How I’m Thinking About the Opportunity
I’m going back to the three questions I posited at the beginning of this rant.
What is the right mix between stocks and bonds?
Currently I like risk assets here (see Sunday’s TGFF T-Report). I think there is upside for stocks. Am I concerned that people are selling stocks to buy bonds? Sure, but will that help any squeeze? Definitely.
So, I’d be overweight risky assets (more stocks than credit).
Within bonds, what is the right mix between credit risk and rate risk?
I’m comfortable with credit risk. I’d be overweight credit risk (particularly IG Corporate and senior tranches of CLO risk) relative to treasuries. If you lean towards high yield, leveraged loans, CBMS, junior tranches of CLO’s, then I’d count that against my equity allocation (as there is a risky element that will correlate well to equities).
So that leaves me with a smaller than normal weighting in rate risk.
Within rate risk, where on the curve do you want to be?
Now this is a trickier question and I could easily see over-allocating, even significantly over-allocating to the 2-year. For the moment, let’s move to the 3-year, because there are 3, 7 and 10 year on the run treasuries.
Today, the 3-year yields 4.7% (not as “fun” as 5% but a bit more duration). The 7-year is at 4.2% and the 10-year is at 4%.The 7 year bond, 3 years forward is at 3.6%.
So if you buy the 3 year bond today, the 7 year bond, in 3 years, when this 3 year matures would need to be 3.6% to match the total return of just investing in the 10 year bond today (wow, when I write it, is seems way more complicated than it really is).
Buy a 3 year bond today. In 3 years, re-invest those proceeds in a 7 year bonds, versus buying a 10-year bond today.
Do you think the 7 year bond, in 3 years, will be lower than today’s 7 year bond by about 0.6%?
Would a longer term, “stable” rate for Fed Funds be around 3% or so? If they get inflation under control, why not? If inflation runs at 2% at some point in the next few years, then a 1% real rate, gets us to 3% without any sort of term premium.
Right now, I actually like, even with the inversion of 110 bps between 2s and 10s, I think I prefer the duration.
Yes, a flatter yield curve would be nicer. I do think the curves should be less inverted.
I’d run a shorter duration portfolio than normal, but I would NOT be 100% into the 2-year. With so many wildcards out there, many of them Geopolitical (See our Geopolitical Summit West Summary) I’m not completely afraid of owning some duration.
Funding Cost and The Great Financial Crisis
I will never, ever, ever forget that in the early days of the financial crisis, a bunch of attempts were made by policy makers to make it easier and cheaper to fund mortgage backed bonds (MBS squared, ABX, etc, all the stuff of “The Big Short” fame). Every announcement lead to a pop in asset prices, that was quickly faded as it doesn’t matter if I’m saving 2% per annum on funding on a position that is leveraged and is dropping 1% a day!

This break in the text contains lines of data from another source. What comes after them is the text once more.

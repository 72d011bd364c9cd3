// src/utils/mod.rs
//! Shared configuration and error types

pub mod config;
pub mod errors;

pub use config::{EngineConfig, PoolConfig};
pub use errors::{EngineError, Result};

Today’s argument is a bit of a corollary to that, but funding and yields and carry aren’t the be all and end all. Returns drive everything!

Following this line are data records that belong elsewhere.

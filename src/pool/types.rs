// src/pool/types.rs
//! Core records shared by the queue, balancer, scaler and pools

use crate::process::executor::ProcessHandle;
use chrono::{DateTime, Utc};
use serde::{Deserialize, Serialize};
use std::collections::HashMap;
use std::path::PathBuf;
use std::time::{Duration, Instant};

#[derive(Debug, Clone, Copy, PartialEq, Eq, Hash, Serialize, Deserialize)]
#[serde(rename_all = "snake_case")]
pub enum WorkerStatus {
    Starting,
    Idle,
    Busy,
    Stopping,
    Failed,
    Terminated,
}

#[derive(Debug, Clone, Copy, PartialEq, Eq, Hash, Serialize, Deserialize)]
#[serde(rename_all = "snake_case")]
pub enum TaskStatus {
    Pending,
    Assigned,
    Running,
    Completed,
    Failed,
    Cancelled,
}

impl TaskStatus {
    pub fn is_terminal(&self) -> bool {
        matches!(
            self,
            TaskStatus::Completed | TaskStatus::Failed | TaskStatus::Cancelled
        )
    }
}

/// Lifecycle of a pool
#[derive(Debug, Clone, Copy, PartialEq, Eq, Hash, Serialize, Deserialize)]
#[serde(rename_all = "snake_case")]
pub enum PoolState {
    Stopped,
    Starting,
    Running,
    Stopping,
}

/// One supervised worker process
#[derive(Debug, Clone)]
pub struct WorkerProcess {
    pub id: String,
    pub pool_id: String,
    /// Roster position; kept across restarts
    pub slot: usize,
    pub process: ProcessHandle,
    pub status: WorkerStatus,
    pub created_at: DateTime<Utc>,
    pub last_activity_at: DateTime<Utc>,
    /// Monotonic twin of `last_activity_at` for idle timeouts
    pub last_activity: Instant,
    pub task_count: u64,
    /// Consecutive executor errors; reset once a task runs
    pub failure_count: u32,
    pub current_task_id: Option<String>,
}

impl WorkerProcess {
    pub fn is_idle(&self) -> bool {
        self.status == WorkerStatus::Idle
    }

    pub(crate) fn touch(&mut self) {
        self.last_activity_at = Utc::now();
        self.last_activity = Instant::now();
    }
}

/// Per-task options supplied by the caller
#[derive(Debug, Clone, Default, Serialize, Deserialize)]
#[serde(default)]
pub struct TaskOptions {
    pub cwd: Option<PathBuf>,
    pub env: HashMap<String, String>,
    /// Execution timeout; falls back to the pool's worker spec
    pub timeout_ms: Option<u64>,
    /// Lower runs first
    pub priority: i32,
    /// Falls back to the pool's worker spec
    pub retries: Option<u32>,
    pub metadata: HashMap<String, serde_json::Value>,
}

/// A unit of work as submitted by a caller
#[derive(Debug, Clone, Default, Serialize, Deserialize)]
pub struct TaskRequest {
    pub command: String,
    #[serde(default)]
    pub args: Vec<String>,
    #[serde(default)]
    pub options: TaskOptions,
}

impl TaskRequest {
    pub fn new(command: impl Into<String>) -> Self {
        Self {
            command: command.into(),
            ..Default::default()
        }
    }

    pub fn arg(mut self, arg: impl Into<String>) -> Self {
        self.args.push(arg.into());
        self
    }

    pub fn with_priority(mut self, priority: i32) -> Self {
        self.options.priority = priority;
        self
    }

    pub fn with_retries(mut self, retries: u32) -> Self {
        self.options.retries = Some(retries);
        self
    }

    pub fn with_timeout(mut self, timeout: Duration) -> Self {
        self.options.timeout_ms = Some(timeout.as_millis() as u64);
        self
    }
}

/// A task owned by a pool
#[derive(Debug, Clone, Serialize, Deserialize)]
pub struct PoolTask {
    pub id: String,
    pub pool_id: String,
    pub command: String,
    pub args: Vec<String>,
    pub options: TaskOptions,
    pub created_at: DateTime<Utc>,
    pub scheduled_at: Option<DateTime<Utc>>,
    pub assigned_worker: Option<String>,
    pub status: TaskStatus,
    /// Executions so far, retries included
    pub attempts: u32,
}

impl PoolTask {
    pub fn new(id: String, pool_id: String, request: TaskRequest) -> Self {
        Self {
            id,
            pool_id,
            command: request.command,
            args: request.args,
            options: request.options,
            created_at: Utc::now(),
            scheduled_at: None,
            assigned_worker: None,
            status: TaskStatus::Pending,
            attempts: 0,
        }
    }

    pub fn priority(&self) -> i32 {
        self.options.priority
    }
}

/// Final outcome of a task; written once
#[derive(Debug, Clone, PartialEq, Serialize, Deserialize)]
pub struct TaskResult {
    pub task_id: String,
    /// Empty when the task never reached a worker
    pub worker_id: String,
    pub success: bool,
    pub exit_code: Option<i32>,
    pub stdout: Option<String>,
    pub stderr: Option<String>,
    pub error: Option<String>,
    pub duration: Duration,
    pub completed_at: DateTime<Utc>,
    pub metadata: Option<HashMap<String, serde_json::Value>>,
}

impl TaskResult {
    pub(crate) fn cancelled(task: &PoolTask) -> Self {
        Self {
            task_id: task.id.clone(),
            worker_id: task.assigned_worker.clone().unwrap_or_default(),
            success: false,
            exit_code: None,
            stdout: None,
            stderr: None,
            error: Some("task cancelled".to_string()),
            duration: Duration::ZERO,
            completed_at: Utc::now(),
            metadata: (!task.options.metadata.is_empty()).then(|| task.options.metadata.clone()),
        }
    }
}

/// Live snapshot of one pool
#[derive(Debug, Clone, Serialize, Deserialize)]
pub struct PoolStatus {
    pub pool_id: String,
    pub name: String,
    pub state: PoolState,
    pub total_workers: usize,
    pub idle_workers: usize,
    pub busy_workers: usize,
    pub starting_workers: usize,
    pub stopping_workers: usize,
    pub failed_workers: usize,
    pub min_workers: usize,
    pub max_workers: usize,
    pub queue_size: usize,
    pub active_tasks: usize,
    pub completed_tasks: usize,
    pub uptime: Duration,
    /// Summed RSS of worker processes, where the OS exposes it
    pub memory_bytes: u64,
}

impl PoolStatus {
    /// busy / total, 0 without workers
    pub fn utilization(&self) -> f64 {
        if self.total_workers == 0 {
            0.0
        } else {
            self.busy_workers as f64 / self.total_workers as f64
        }
    }
}

/// Running totals of one pool
#[derive(Debug, Clone, Default, Serialize, Deserialize)]
pub struct PoolMetrics {
    pub tasks_submitted: u64,
    pub tasks_completed: u64,
    pub tasks_failed: u64,
    pub tasks_cancelled: u64,
    pub tasks_retried: u64,
    pub total_task_duration: Duration,
    pub average_task_duration_ms: f64,
    /// Completed tasks per second of uptime
    pub throughput_per_sec: f64,
    pub workers_spawned: u64,
    pub workers_terminated: u64,
    pub worker_restarts: u64,
    pub scale_ups: u64,
    pub scale_downs: u64,
}

impl PoolMetrics {
    pub(crate) fn record_result(&mut self, result: &TaskResult) {
        if result.success {
            self.tasks_completed += 1;
        } else {
            self.tasks_failed += 1;
        }
        self.total_task_duration += result.duration;
        let finished = self.tasks_completed + self.tasks_failed;
        self.average_task_duration_ms =
            self.total_task_duration.as_secs_f64() * 1000.0 / finished as f64;
    }

    /// Fold another pool's totals into this one
    pub fn merge(&mut self, other: &PoolMetrics) {
        self.tasks_submitted += other.tasks_submitted;
        self.tasks_completed += other.tasks_completed;
        self.tasks_failed += other.tasks_failed;
        self.tasks_cancelled += other.tasks_cancelled;
        self.tasks_retried += other.tasks_retried;
        self.total_task_duration += other.total_task_duration;
        self.throughput_per_sec += other.throughput_per_sec;
        self.workers_spawned += other.workers_spawned;
        self.workers_terminated += other.workers_terminated;
        self.worker_restarts += other.worker_restarts;
        self.scale_ups += other.scale_ups;
        self.scale_downs += other.scale_downs;

        let finished = self.tasks_completed + self.tasks_failed;
        self.average_task_duration_ms = if finished == 0 {
            0.0
        } else {
            self.total_task_duration.as_secs_f64() * 1000.0 / finished as f64
        };
    }
}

Just like lower yields couldn’t avert the MBS mess, I don’t think higher yields can completely stop markets (I will be bearish risk again, but I’m not right now, and fear of people selling stocks to buy the 2-year is not high on my list of bearish worries).
The 2-year treasury above 5% makes for some great headlines and is an easy one for the nightly news to glom on to. There is an appeal to 5%, but it is a bearish trade.
Does it impact how I position my portfolio? Yes, but only at the margins. It is not a panacea.
Maybe it will turn out to be the “right” trade, but this is setting all of my contrarian alarm bells off, and is another reason I’m comfortable being long risk here, hoping for another leg higher as people get forced into the market. And yes, I might be buying the 2-year at 4.75% in a week with stocks down 5% and my tail between my legs, but that is the positioning I’m most comfortable with right now.